Monday, August 9, 2010

Can you believe they are related to Goats?






The muskox (Ovibos moschatus) is an Arctic mammal of the Bovidae family, noted for its thick coat and for the strong odor emitted by males, from which its name derives. This musky odor is used to attract females during mating season. Muskoxen live primarily in Arctic North America, with small reintroduced populations in Sweden, Siberia and Norway.

As members of the subfamily Caprinae of the family Bovidae, muskoxen are more closely related to sheep and goats than to oxen, but are in their own genus, Ovibos. Both sexes have long curved horns. Muskoxen stand 1.2 m (3 ft 11.2 in) high at the shoulder on average, with females measuring 135 to 200 cm (53.1 to 78.7 in) in length, and males 200 to 250 cm (78.7 to 98.4 in). Adults, on average, weigh 285 kg (628 lb) and range from 180 to 400 kg (397 to 882 lb). The thick coat and large head often suggests a larger animal than the muskox truly is, but overfed zoo specimens have weighed up to 650 kg (1430 lbs). Their coat, a mix of black, gray, and brown, includes long guard hairs that almost reach the ground. Rare "white muskox" have been spotted in the Queen Maud Gulf Bird Sanctuary.Muskoxen can be domesticated and yield excellent meat, milk and wool. The wool, qiviut, is highly prized for its softness, length, and insulation value. Prices for yarn range between $40 and $80 per ounce (28 g).

Muskoxen are social and live in herds, usually of around 10–20 animals, but sometimes over 70. Winter herds consist of adults of both sexes as well as young animals. During the mating season, which peaks in mid-August, males compete for dominance, and one dominant bull drives other adult males out of the group. Non-breeding males will often form male only herds of 3-10 or wander the tundra alone. During this period all males are extremely aggressive.

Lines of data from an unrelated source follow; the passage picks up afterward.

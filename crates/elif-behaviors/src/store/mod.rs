//! Entity stores
//!
//! The entity manager writes through the `EntityStore` trait. Stores speak in
//! mapped field values (see `ClassMetadata::mapped_values`) and hand rows back
//! with the identifier included under the class identifier name.

pub mod memory;
pub mod postgres;

pub use memory::MemoryStore;
pub use postgres::PgStore;

use async_trait::async_trait;

use crate::entity::{EntityId, Fields};
use crate::error::BehaviorResult;
use crate::filter::FilterQuery;
use crate::metadata::ClassMetadata;

/// Transactional persistence backend
///
/// A flush calls `begin`, the writes, then `commit`; any error in between is
/// followed by `rollback`. Reads outside a transaction see committed data.
#[async_trait]
pub trait EntityStore: Send + Sync {
    async fn begin(&self) -> BehaviorResult<()>;

    async fn commit(&self) -> BehaviorResult<()>;

    async fn rollback(&self) -> BehaviorResult<()>;

    /// Insert a row and return its new identifier
    async fn insert(&self, metadata: &ClassMetadata, values: &Fields) -> BehaviorResult<EntityId>;

    /// Overwrite the given fields of an existing row
    async fn update(
        &self,
        metadata: &ClassMetadata,
        id: EntityId,
        values: &Fields,
    ) -> BehaviorResult<()>;

    async fn delete(&self, metadata: &ClassMetadata, id: EntityId) -> BehaviorResult<()>;

    async fn find(&self, metadata: &ClassMetadata, id: EntityId) -> BehaviorResult<Option<Fields>>;

    /// Rows matching the query, ordered by identifier
    async fn select(
        &self,
        metadata: &ClassMetadata,
        query: &FilterQuery,
    ) -> BehaviorResult<Vec<Fields>>;

    async fn count(&self, metadata: &ClassMetadata, query: &FilterQuery) -> BehaviorResult<u64>;
}
//! Capability traits entities implement to opt into a behavior
//!
//! Each trait extends `Entity` and carries the behavior's provided methods,
//! so an entity usually only supplies its accessors.

pub mod loggable;
pub mod sluggable;
pub mod soft_deletable;

pub use loggable::Loggable;
pub use sluggable::Sluggable;
pub use soft_deletable::SoftDeletable;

Bulls will even charge birds if they are close by.


The muskox, or its ancestor, is believed to have migrated to
North America between 200,000 and 90,000 years ago, during the Pleistocene period, when it was a contemporary of the woolly mammoth. It is thought that the muskox was able to survive the last ice age (Wisconsin glaciation) by finding ice-free areas away from prehistoric peoples. The muskox gradually moved across North America and arrived in Greenland during the late Holocene.Muskoxen have a distinctive defensive behavior: when the herd is threatened, the bulls and cows will face outward to form a stationary ring or semicircle around the calves. This is an effective defense against predators such as wolves, but makes them an easy target for human hunters. Besides wolves and humans, the only natural predators of muskoxen are the grizzly (brown) bear and polar bear.